Work item: Lines from the line with "commands of a task." to the line with "the current period" in the entries below, and only those, must be output exactly, with both ends included.

-- Records to use follows --

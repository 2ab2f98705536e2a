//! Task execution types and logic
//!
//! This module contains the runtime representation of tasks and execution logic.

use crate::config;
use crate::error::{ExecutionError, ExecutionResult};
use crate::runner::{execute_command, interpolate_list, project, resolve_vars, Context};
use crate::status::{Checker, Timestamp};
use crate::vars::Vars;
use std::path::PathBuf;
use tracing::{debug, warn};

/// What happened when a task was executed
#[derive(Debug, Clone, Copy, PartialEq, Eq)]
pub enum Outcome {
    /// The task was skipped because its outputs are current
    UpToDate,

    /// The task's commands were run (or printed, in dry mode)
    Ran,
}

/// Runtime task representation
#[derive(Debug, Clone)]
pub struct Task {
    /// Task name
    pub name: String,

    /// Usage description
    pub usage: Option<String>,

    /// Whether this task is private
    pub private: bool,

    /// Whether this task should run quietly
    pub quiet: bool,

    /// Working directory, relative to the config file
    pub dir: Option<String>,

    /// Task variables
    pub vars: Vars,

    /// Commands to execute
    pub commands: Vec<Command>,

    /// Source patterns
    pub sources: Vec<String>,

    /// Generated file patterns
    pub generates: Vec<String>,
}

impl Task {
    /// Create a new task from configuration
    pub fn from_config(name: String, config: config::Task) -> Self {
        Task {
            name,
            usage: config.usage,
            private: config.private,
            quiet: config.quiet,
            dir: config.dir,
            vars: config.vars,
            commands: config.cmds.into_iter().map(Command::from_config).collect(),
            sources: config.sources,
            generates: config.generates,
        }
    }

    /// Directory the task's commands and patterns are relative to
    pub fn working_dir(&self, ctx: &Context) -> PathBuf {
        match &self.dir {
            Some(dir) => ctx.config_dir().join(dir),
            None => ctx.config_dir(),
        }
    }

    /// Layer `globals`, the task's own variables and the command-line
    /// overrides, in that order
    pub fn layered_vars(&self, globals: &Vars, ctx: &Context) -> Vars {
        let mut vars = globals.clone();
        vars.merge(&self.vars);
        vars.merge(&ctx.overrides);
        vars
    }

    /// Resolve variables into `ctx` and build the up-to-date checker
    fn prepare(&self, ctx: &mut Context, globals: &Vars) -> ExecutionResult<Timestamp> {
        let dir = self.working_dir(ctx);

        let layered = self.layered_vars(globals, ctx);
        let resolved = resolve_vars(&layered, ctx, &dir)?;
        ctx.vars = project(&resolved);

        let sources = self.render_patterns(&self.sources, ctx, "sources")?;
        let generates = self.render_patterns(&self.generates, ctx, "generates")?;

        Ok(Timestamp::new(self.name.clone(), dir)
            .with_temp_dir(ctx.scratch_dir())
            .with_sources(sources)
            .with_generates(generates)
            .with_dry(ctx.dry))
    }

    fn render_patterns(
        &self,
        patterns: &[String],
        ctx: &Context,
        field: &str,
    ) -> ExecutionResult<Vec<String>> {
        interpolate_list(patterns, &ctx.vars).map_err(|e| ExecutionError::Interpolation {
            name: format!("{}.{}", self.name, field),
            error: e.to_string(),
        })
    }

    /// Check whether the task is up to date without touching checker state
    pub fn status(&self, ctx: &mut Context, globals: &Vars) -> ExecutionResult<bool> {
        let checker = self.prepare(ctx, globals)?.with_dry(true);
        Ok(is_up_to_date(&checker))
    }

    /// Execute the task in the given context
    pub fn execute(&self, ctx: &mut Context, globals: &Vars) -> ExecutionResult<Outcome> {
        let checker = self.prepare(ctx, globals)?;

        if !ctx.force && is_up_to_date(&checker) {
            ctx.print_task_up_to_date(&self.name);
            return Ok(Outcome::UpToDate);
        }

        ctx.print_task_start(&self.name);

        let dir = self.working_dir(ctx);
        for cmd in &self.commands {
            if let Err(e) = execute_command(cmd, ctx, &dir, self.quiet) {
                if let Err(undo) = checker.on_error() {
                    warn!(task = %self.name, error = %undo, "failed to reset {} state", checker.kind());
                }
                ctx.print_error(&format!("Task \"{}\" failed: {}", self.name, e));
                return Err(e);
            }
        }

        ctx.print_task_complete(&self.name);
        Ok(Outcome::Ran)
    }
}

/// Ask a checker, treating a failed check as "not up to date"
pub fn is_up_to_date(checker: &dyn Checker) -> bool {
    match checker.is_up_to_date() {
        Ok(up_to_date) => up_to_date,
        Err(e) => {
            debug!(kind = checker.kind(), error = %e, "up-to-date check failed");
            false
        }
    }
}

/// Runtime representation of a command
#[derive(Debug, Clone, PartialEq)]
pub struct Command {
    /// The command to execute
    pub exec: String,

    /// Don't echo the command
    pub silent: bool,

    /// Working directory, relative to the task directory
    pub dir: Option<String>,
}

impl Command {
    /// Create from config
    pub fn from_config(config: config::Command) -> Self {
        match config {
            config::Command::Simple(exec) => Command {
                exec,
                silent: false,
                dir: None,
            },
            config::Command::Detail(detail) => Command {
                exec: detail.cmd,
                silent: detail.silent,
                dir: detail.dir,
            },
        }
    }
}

-- Records to use concluded --
-- Records to use follows --

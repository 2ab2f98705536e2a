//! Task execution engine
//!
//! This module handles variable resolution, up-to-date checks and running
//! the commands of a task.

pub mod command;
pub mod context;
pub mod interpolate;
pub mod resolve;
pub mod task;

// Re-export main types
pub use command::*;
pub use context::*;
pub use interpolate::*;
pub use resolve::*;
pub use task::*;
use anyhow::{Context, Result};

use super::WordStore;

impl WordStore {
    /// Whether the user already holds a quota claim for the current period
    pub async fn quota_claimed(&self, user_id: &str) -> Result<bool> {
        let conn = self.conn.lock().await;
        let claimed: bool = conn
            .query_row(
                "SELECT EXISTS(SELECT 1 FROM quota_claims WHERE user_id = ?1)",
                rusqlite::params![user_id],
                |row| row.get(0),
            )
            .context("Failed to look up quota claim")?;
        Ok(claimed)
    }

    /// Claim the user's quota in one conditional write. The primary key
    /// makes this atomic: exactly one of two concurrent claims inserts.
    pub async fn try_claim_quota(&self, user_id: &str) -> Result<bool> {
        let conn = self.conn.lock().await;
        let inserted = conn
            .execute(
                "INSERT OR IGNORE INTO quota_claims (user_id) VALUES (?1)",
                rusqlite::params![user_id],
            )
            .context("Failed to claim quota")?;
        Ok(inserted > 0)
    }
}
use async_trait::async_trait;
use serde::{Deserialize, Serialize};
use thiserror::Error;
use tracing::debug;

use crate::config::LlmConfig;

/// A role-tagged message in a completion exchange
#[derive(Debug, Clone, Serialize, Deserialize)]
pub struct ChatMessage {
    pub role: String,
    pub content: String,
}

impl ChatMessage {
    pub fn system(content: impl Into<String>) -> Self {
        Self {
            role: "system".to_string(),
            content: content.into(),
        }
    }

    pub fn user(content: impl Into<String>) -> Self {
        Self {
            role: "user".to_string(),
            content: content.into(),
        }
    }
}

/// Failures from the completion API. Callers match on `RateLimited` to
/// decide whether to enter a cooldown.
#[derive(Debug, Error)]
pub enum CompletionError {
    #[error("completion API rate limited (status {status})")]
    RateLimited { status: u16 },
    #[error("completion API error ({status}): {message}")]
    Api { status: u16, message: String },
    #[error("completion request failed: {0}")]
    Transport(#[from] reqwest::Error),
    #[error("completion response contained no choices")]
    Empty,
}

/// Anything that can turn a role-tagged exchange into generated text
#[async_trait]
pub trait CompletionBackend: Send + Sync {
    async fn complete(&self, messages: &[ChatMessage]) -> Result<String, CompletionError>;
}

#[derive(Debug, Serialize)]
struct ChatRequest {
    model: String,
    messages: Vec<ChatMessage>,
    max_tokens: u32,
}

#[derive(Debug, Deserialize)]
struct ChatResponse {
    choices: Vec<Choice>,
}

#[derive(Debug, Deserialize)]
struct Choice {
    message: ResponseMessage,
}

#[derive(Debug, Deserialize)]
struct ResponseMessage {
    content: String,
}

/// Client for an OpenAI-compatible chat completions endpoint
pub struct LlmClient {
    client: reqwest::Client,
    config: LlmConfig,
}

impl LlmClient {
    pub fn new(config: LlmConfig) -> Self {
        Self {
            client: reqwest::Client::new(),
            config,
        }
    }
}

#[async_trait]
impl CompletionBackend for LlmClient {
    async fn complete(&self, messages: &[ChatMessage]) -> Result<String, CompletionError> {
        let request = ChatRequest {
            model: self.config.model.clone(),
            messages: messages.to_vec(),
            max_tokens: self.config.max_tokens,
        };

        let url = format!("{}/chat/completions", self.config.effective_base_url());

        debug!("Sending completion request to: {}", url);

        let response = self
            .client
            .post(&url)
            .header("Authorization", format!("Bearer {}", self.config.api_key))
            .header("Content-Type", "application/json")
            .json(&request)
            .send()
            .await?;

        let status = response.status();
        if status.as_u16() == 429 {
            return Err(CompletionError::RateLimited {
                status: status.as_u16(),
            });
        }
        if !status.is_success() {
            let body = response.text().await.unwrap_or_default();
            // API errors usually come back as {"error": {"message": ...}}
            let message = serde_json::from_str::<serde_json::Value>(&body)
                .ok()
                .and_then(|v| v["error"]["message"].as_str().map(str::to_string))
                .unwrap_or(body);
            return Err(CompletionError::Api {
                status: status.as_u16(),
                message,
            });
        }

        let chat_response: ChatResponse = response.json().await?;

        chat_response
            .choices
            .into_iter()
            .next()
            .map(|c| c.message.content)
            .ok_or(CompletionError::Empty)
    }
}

-- Records to use concluded --
-- Records to use follows --

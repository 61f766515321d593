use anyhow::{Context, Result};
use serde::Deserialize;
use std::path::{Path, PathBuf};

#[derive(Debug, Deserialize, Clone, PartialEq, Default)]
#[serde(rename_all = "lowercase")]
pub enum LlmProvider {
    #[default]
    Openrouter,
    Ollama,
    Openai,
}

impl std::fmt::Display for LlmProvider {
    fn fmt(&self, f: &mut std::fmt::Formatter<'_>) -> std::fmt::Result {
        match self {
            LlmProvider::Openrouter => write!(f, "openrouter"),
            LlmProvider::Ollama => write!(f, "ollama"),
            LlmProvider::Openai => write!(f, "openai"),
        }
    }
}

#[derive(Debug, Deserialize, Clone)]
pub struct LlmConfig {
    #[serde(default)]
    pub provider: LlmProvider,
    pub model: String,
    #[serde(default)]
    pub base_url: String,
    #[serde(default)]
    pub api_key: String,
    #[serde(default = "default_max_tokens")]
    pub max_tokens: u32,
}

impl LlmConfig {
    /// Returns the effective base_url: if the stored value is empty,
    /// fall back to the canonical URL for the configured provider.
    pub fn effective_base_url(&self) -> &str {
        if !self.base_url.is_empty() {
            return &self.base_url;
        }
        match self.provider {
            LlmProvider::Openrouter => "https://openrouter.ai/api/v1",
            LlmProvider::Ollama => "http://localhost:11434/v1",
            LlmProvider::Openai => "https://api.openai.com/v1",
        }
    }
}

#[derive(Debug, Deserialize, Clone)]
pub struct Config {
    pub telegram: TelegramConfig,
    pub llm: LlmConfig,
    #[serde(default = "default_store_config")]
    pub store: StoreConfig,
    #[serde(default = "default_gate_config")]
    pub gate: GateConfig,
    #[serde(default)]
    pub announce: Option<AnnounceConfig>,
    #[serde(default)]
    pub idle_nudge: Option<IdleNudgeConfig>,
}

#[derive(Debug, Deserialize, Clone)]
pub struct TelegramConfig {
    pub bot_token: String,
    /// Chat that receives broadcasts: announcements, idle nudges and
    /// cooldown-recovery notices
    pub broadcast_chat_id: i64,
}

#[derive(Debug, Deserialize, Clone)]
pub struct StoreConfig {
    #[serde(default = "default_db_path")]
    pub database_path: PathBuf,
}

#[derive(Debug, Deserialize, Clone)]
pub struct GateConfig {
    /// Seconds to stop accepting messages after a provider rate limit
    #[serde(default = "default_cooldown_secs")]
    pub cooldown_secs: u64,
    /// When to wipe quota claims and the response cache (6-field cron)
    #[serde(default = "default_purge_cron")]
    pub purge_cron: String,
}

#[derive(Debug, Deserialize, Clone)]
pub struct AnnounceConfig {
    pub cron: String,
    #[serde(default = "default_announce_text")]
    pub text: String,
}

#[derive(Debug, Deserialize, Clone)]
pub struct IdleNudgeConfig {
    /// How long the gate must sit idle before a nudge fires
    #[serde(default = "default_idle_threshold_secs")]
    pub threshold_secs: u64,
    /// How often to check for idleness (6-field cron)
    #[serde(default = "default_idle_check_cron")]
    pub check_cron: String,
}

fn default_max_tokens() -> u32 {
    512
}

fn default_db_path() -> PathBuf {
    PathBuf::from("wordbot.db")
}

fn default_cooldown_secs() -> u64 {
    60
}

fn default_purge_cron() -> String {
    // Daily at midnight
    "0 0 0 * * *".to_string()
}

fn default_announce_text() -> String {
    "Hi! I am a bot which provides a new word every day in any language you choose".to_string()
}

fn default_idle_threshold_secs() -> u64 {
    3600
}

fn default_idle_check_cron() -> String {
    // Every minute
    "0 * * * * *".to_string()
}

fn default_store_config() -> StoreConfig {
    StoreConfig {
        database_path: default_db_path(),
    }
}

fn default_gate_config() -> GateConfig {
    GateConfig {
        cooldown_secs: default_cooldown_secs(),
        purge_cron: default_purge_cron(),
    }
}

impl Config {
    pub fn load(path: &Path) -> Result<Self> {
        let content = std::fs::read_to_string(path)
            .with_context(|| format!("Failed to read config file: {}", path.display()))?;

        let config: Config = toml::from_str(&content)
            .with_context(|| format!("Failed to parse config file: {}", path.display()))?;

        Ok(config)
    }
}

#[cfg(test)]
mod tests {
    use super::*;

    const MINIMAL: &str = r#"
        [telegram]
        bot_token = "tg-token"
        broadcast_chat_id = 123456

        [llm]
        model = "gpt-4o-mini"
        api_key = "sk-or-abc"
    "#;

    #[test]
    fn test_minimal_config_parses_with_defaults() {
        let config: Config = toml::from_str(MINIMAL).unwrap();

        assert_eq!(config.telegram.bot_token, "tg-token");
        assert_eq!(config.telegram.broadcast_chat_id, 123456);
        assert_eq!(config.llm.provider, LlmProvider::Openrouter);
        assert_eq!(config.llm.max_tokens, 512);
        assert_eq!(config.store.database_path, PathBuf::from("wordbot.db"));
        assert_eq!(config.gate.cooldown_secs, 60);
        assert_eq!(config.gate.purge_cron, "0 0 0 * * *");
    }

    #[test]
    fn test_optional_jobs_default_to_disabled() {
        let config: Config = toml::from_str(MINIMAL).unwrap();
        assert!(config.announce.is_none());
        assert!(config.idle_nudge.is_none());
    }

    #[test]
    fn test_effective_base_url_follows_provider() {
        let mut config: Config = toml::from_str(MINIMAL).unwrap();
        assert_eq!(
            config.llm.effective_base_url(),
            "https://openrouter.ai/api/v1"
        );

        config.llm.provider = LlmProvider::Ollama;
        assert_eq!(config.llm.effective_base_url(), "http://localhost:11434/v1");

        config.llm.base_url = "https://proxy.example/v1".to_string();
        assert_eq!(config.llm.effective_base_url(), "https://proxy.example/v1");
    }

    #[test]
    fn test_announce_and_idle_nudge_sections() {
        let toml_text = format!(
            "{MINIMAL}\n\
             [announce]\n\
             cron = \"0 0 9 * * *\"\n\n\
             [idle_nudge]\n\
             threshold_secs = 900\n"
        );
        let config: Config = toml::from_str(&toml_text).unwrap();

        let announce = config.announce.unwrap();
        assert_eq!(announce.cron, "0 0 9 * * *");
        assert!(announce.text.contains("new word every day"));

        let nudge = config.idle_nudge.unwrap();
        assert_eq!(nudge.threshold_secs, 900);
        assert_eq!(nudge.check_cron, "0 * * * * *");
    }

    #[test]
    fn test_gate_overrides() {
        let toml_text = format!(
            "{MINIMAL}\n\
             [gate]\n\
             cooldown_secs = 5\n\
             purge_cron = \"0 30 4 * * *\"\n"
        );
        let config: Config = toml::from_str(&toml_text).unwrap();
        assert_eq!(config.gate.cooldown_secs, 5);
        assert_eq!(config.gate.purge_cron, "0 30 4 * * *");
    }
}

-- Records to use concluded --

Exercise result:
//! the commands of a task.

pub mod command;
pub mod context;
pub mod interpolate;
pub mod resolve;
pub mod task;

// Re-export main types
pub use command::*;
pub use context::*;
pub use interpolate::*;
pub use resolve::*;
pub use task::*;
use anyhow::{Context, Result};

use super::WordStore;

impl WordStore {
    /// Whether the user already holds a quota claim for the current period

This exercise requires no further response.